Input records below:
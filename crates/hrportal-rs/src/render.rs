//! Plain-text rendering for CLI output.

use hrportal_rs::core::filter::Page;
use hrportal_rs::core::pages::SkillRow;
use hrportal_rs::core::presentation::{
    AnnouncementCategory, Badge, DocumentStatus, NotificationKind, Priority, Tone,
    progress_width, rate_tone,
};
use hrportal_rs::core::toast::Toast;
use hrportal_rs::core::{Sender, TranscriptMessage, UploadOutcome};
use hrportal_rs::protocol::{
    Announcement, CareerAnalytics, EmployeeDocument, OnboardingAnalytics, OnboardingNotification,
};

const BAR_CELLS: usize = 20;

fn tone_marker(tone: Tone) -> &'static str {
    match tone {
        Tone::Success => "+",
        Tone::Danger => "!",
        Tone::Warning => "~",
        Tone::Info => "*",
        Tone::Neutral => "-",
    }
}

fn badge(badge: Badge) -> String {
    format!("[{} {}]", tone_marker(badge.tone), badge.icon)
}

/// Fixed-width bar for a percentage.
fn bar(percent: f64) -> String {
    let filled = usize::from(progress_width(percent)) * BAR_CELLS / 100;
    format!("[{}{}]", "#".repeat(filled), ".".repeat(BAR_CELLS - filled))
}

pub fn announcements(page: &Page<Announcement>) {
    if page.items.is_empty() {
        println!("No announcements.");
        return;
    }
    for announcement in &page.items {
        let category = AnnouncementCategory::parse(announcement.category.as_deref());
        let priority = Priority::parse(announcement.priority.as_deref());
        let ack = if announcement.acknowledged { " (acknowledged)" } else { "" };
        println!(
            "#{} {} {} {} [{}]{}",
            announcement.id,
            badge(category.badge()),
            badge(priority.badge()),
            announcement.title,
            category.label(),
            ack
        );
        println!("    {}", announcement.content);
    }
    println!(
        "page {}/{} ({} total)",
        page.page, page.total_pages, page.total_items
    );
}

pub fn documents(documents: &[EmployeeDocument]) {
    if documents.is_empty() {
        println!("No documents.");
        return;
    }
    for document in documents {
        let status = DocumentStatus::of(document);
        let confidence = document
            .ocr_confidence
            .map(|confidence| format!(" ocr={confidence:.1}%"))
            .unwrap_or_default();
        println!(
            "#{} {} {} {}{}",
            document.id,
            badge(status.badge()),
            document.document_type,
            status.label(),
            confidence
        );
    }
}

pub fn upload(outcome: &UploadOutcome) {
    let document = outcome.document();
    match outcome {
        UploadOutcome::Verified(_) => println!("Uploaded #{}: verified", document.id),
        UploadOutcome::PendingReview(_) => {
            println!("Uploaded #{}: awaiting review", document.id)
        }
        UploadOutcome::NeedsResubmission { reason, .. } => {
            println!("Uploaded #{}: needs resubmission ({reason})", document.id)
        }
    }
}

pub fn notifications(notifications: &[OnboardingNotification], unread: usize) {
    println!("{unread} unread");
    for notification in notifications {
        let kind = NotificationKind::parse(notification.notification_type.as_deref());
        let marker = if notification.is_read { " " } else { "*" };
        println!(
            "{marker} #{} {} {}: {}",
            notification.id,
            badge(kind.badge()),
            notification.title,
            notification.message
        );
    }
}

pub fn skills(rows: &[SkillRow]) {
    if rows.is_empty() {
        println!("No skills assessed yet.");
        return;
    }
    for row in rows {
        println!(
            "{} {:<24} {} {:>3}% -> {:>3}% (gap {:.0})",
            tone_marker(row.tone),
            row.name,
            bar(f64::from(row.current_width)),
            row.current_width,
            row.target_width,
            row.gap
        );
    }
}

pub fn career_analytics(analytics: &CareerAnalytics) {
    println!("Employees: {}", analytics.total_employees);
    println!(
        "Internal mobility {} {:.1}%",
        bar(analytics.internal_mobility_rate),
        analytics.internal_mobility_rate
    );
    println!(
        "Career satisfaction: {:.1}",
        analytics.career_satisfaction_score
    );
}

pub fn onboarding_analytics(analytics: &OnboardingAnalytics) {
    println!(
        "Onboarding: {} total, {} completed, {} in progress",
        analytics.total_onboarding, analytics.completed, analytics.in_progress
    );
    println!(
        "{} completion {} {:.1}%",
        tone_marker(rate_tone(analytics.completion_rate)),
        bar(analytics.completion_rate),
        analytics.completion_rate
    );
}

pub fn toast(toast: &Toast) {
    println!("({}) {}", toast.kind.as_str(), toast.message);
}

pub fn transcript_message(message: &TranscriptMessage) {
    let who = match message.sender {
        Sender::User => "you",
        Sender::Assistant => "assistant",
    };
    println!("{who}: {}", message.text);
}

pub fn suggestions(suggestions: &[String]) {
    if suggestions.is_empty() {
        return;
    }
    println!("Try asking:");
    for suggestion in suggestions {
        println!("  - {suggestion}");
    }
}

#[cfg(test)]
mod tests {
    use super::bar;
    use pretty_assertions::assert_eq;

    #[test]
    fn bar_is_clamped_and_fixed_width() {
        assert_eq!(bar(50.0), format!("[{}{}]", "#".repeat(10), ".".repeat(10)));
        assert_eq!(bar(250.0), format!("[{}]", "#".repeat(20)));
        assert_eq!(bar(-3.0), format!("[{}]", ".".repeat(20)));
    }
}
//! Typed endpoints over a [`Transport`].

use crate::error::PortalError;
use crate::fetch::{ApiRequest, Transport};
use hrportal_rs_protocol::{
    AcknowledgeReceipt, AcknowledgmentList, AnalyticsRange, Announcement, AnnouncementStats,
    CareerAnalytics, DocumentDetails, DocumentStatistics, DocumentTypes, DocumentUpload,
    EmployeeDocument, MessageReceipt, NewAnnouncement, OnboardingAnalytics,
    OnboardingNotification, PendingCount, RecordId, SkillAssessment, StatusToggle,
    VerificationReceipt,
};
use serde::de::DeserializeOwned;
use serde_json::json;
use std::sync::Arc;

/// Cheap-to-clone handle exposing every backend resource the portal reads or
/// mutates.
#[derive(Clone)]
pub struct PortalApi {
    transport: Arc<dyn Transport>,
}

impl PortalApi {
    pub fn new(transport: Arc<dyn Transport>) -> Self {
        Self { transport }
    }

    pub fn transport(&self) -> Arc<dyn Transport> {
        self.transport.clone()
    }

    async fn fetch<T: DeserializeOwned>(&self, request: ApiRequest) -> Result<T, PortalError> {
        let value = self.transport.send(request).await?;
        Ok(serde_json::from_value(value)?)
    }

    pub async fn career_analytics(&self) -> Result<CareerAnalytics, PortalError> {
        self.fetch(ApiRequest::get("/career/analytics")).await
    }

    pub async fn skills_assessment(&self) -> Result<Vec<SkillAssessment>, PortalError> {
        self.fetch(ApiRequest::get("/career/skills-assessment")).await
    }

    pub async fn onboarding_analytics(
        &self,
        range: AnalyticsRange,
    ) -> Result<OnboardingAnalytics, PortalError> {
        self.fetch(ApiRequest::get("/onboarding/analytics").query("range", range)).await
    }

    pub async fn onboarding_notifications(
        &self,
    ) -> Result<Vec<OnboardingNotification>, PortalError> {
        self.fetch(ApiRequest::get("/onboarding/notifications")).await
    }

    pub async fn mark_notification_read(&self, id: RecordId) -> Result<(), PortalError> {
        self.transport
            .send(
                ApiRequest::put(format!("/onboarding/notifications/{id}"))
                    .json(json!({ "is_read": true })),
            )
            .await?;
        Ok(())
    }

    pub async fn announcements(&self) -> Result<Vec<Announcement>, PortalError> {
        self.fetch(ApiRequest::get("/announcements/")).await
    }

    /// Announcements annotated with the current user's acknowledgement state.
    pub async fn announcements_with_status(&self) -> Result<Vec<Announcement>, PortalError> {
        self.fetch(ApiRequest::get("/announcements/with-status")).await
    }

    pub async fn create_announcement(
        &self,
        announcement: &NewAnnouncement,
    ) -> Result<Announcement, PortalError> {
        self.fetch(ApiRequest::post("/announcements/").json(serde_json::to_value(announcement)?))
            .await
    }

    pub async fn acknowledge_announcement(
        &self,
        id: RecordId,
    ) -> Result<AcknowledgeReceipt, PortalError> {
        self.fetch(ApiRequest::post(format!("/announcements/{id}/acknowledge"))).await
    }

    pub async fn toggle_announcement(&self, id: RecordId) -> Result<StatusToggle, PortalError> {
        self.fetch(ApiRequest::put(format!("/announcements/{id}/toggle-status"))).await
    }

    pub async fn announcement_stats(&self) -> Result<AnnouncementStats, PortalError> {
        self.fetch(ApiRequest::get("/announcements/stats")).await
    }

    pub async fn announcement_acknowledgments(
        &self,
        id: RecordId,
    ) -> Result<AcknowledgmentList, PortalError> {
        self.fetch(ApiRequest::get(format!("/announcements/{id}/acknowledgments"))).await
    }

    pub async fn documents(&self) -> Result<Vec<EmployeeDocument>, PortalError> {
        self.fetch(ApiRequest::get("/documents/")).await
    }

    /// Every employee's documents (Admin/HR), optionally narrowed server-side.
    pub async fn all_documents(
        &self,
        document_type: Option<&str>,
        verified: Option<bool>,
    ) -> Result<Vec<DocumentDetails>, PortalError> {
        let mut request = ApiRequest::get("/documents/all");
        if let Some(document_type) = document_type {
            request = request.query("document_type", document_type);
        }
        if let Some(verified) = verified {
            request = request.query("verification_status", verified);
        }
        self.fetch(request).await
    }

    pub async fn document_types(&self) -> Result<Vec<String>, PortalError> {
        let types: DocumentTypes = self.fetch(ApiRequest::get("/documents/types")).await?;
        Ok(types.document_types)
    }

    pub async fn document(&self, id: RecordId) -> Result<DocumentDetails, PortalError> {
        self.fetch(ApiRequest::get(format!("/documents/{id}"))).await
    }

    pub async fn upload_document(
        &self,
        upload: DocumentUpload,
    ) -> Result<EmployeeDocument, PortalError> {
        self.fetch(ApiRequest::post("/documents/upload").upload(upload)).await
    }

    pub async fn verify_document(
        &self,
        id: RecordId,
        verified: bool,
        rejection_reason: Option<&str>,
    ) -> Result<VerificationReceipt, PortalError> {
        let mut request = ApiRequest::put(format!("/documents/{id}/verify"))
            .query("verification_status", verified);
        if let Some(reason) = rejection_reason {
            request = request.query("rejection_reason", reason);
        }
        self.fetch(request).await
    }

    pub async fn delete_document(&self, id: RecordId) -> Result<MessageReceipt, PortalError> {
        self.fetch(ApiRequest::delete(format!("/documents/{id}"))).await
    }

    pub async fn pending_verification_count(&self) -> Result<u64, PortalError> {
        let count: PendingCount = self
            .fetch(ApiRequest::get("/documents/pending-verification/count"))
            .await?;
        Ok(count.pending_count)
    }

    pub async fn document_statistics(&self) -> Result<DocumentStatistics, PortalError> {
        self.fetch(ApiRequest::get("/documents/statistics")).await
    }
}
End of Input records.
Look through the entries above and count each line holding "suggestions"; report the count alone.

Solution to this problem: 3